_Exercise prompt_
Return the lines of the data below exactly. Start at the first and end with the line containing "state.accept_page(&entries);".

Collected data
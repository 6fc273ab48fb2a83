use crate::{CrawlPhase, CrawlState, Effect, Msg, StopReason};

/// Pure update function: applies a message to the crawl state and returns any effects.
///
/// Messages that do not fit the current phase are ignored.
pub fn update(mut state: CrawlState, msg: Msg) -> (CrawlState, Vec<Effect>) {
    let effects = match msg {
        Msg::Start => {
            if *state.phase() != CrawlPhase::Idle {
                return (state, Vec::new());
            }
            state.begin_page(1);
            vec![Effect::FetchPage {
                page: 1,
                cursor: None,
            }]
        }
        Msg::PageLoaded { entries, issues } => {
            if *state.phase() != CrawlPhase::Fetching {
                return (state, Vec::new());
            }
            state.record_page(entries.len(), issues);
            state.accept_page(&entries);

            // Pages are newest-first, so the last entry is both the cursor and the oldest.
            let reason = match entries.last() {
                None => Some(StopReason::EmptyPage),
                Some(last) => {
                    state.set_cursor(last.id.clone());
                    if last.timestamp <= state.watermark() {
                        Some(StopReason::CaughtUp)
                    } else if state.page() >= state.max_pages() {
                        Some(StopReason::PageCeiling {
                            max_pages: state.max_pages(),
                        })
                    } else {
                        None
                    }
                }
            };

            match reason {
                Some(reason) => stop(&mut state, reason),
                None => {
                    state.set_phase(CrawlPhase::Continue);
                    vec![Effect::Pause]
                }
            }
        }
        Msg::PageFailed { message } => {
            if *state.phase() != CrawlPhase::Fetching {
                return (state, Vec::new());
            }
            let page = state.page();
            stop(&mut state, StopReason::FetchFailed { page, message })
        }
        Msg::PauseElapsed => {
            if *state.phase() != CrawlPhase::Continue {
                return (state, Vec::new());
            }
            let page = state.page() + 1;
            state.begin_page(page);
            vec![Effect::FetchPage {
                page,
                cursor: state.cursor().map(ToOwned::to_owned),
            }]
        }
    };

    (state, effects)
}

fn stop(state: &mut CrawlState, reason: StopReason) -> Vec<Effect> {
    state.set_phase(CrawlPhase::Stopped(reason.clone()));
    vec![Effect::Finish { reason }]
}
use wallgrab_core::{Entry, ACCEPTED_IMAGE_EXTENSION};

/// Destination filename for an entry: `{id} [{tag1},{tag2},...].png`.
///
/// Tags keep their sorted order. Characters that are not allowed in file
/// names are replaced with `_`; the same entry always maps to the same name.
pub fn image_filename(entry: &Entry) -> String {
    let id = sanitize(&entry.id);
    let tags = entry
        .tags
        .iter()
        .map(|tag| sanitize(tag))
        .collect::<Vec<_>>()
        .join(",");
    format!("{id} [{tags}]{ACCEPTED_IMAGE_EXTENSION}")
}

fn sanitize(input: &str) -> String {
    input
        .chars()
        .map(|c| if is_forbidden(c) { '_' } else { c })
        .collect()
}

fn is_forbidden(c: char) -> bool {
    matches!(c,
        '\\' | '/' | ':' | '*' | '?' | '"' | '<' | '>' | '|' | '\0'..='\u{1F}'
    )
}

_Response to the exercise_
repository 6fc273ab48fb2a83
use crate::{CrawlPhase, CrawlState, Effect, Msg, StopReason};

/// Pure update function: applies a message to the crawl state and returns any effects.
///
/// Messages that do not fit the current phase are ignored.
pub fn update(mut state: CrawlState, msg: Msg) -> (CrawlState, Vec<Effect>) {
    let effects = match msg {
        Msg::Start => {
            if *state.phase() != CrawlPhase::Idle {
                return (state, Vec::new());
            }
            state.begin_page(1);
            vec![Effect::FetchPage {
                page: 1,
                cursor: None,
            }]
        }
        Msg::PageLoaded { entries, issues } => {
            if *state.phase() != CrawlPhase::Fetching {
                return (state, Vec::new());
            }
            state.record_page(entries.len(), issues);
            state.accept_page(&entries);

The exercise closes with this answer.